Can someone point out where I could find an implementation for CombineFileInputFormat (org. Using Hadoop 0.20.205? This is to create large sections from very small log files (text in lines) using EMR.

Surprisingly, Hadoop does not have a default implementation for this class created specifically for this purpose, and googling looks like I'm not the only one who confuses this.

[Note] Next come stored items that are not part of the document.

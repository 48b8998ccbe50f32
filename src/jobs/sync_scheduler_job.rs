use std::sync::Arc;
use tokio::sync::watch;
use tokio::task::JoinHandle;

use crate::services::scheduler::SyncScheduler;

/// Spawn the scheduler loop. It runs until `shutdown` flips to true and
/// returns only after in-flight runs have finished.
pub fn start_sync_scheduler_job(
    scheduler: Arc<SyncScheduler>,
    shutdown: watch::Receiver<bool>,
) -> JoinHandle<()> {
    tokio::spawn(async move {
        // Run immediately on startup, then on every tick
        tracing::info!("Running initial sync pass");
        scheduler.run(shutdown).await;
    })
}
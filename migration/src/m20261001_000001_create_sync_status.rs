use sea_orm_migration::prelude::*;

#[derive(DeriveMigrationName)]
pub struct Migration;

#[async_trait::async_trait]
impl MigrationTrait for Migration {
    async fn up(&self, manager: &SchemaManager) -> Result<(), DbErr> {
        // Per-process sync status, survives restarts so recently synced processes are not re-run
        manager
            .create_table(
                Table::create()
                    .table(SyncStatus::Table)
                    .if_not_exists()
                    .col(
                        ColumnDef::new(SyncStatus::Id)
                            .integer()
                            .not_null()
                            .auto_increment()
                            .primary_key(),
                    )
                    .col(
                        ColumnDef::new(SyncStatus::ProcessId)
                            .string_len(100)
                            .not_null()
                            .unique_key(),
                    )
                    .col(ColumnDef::new(SyncStatus::LastSuccessAt).timestamp().null())
                    .col(ColumnDef::new(SyncStatus::LastAttemptAt).timestamp().null())
                    .col(ColumnDef::new(SyncStatus::LastError).text().null())
                    .col(
                        ColumnDef::new(SyncStatus::SuccessCount)
                            .big_integer()
                            .not_null()
                            .default(0),
                    )
                    .col(
                        ColumnDef::new(SyncStatus::ErrorCount)
                            .big_integer()
                            .not_null()
                            .default(0),
                    )
                    .col(ColumnDef::new(SyncStatus::IntervalMinutes).integer().null())
                    .col(ColumnDef::new(SyncStatus::Enabled).boolean().null())
                    .to_owned(),
            )
            .await?;

        manager
            .create_index(
                Index::create()
                    .if_not_exists()
                    .name("idx_sync_status_process_id")
                    .table(SyncStatus::Table)
                    .col(SyncStatus::ProcessId)
                    .to_owned(),
            )
            .await?;

        Ok(())
    }

    async fn down(&self, manager: &SchemaManager) -> Result<(), DbErr> {
        manager
            .drop_table(Table::drop().table(SyncStatus::Table).to_owned())
            .await
    }
}

#[derive(Iden)]
enum SyncStatus {
    Table,
    Id,
    ProcessId,
    LastSuccessAt,
    LastAttemptAt,
    LastError,
    SuccessCount,
    ErrorCount,
    IntervalMinutes,
    Enabled,
}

I need to compile a class and lay it out in a jar for bank streaming, with limited knowledge of Java, this is a definite problem.

Edit: I already tried the yetitrails example with the necessary import, but I get a compiler error for the following method.

+5

java hadoop

vladimir montealegre Jan 11 '13 at 1:38

source share

1 answer

Amar · Accepted Answer · 2013-01-11T18:22:26+0000

Here is the implementation I have for you:

 import java.io.IOException; import org.apache.hadoop.conf.Configuration; import org.apache.hadoop.io.LongWritable; import org.apache.hadoop.io.Text; import org.apache.hadoop.mapred.FileSplit; import org.apache.hadoop.mapred.InputSplit; import org.apache.hadoop.mapred.JobConf; import org.apache.hadoop.mapred.LineRecordReader; import org.apache.hadoop.mapred.RecordReader; import org.apache.hadoop.mapred.Reporter; import org.apache.hadoop.mapred.lib.CombineFileInputFormat; import org.apache.hadoop.mapred.lib.CombineFileRecordReader; import org.apache.hadoop.mapred.lib.CombineFileSplit; @SuppressWarnings("deprecation") public class CombinedInputFormat extends CombineFileInputFormat<LongWritable, Text> { @SuppressWarnings({ "unchecked", "rawtypes" }) @Override public RecordReader<LongWritable, Text> getRecordReader(InputSplit split, JobConf conf, Reporter reporter) throws IOException { return new CombineFileRecordReader(conf, (CombineFileSplit) split, reporter, (Class) myCombineFileRecordReader.class); } public static class myCombineFileRecordReader implements RecordReader<LongWritable, Text> { private final LineRecordReader linerecord; public myCombineFileRecordReader(CombineFileSplit split, Configuration conf, Reporter reporter, Integer index) throws IOException { FileSplit filesplit = new FileSplit(split.getPath(index), split.getOffset(index), split.getLength(index), split.getLocations()); linerecord = new LineRecordReader(conf, filesplit); } @Override public void close() throws IOException { linerecord.close(); } @Override public LongWritable createKey() { // TODO Auto-generated method stub return linerecord.createKey(); } @Override public Text createValue() { // TODO Auto-generated method stub return linerecord.createValue(); } @Override public long getPos() throws IOException { // TODO Auto-generated method stub return linerecord.getPos(); } @Override public float getProgress() throws IOException { // TODO Auto-generated method stub return linerecord.getProgress(); } @Override public boolean next(LongWritable key, Text value) throws IOException { // TODO Auto-generated method stub return linerecord.next(key, value); } } }

In your task, the mapred.max.split.size parameter is first set according to the size you want to merge the input files into. Do something like the following in your run ():

 ... if (argument != null) { conf.set("mapred.max.split.size", argument); } else { conf.set("mapred.max.split.size", "134217728"); // 128 MB } ... conf.setInputFormat(CombinedInputFormat.class); ...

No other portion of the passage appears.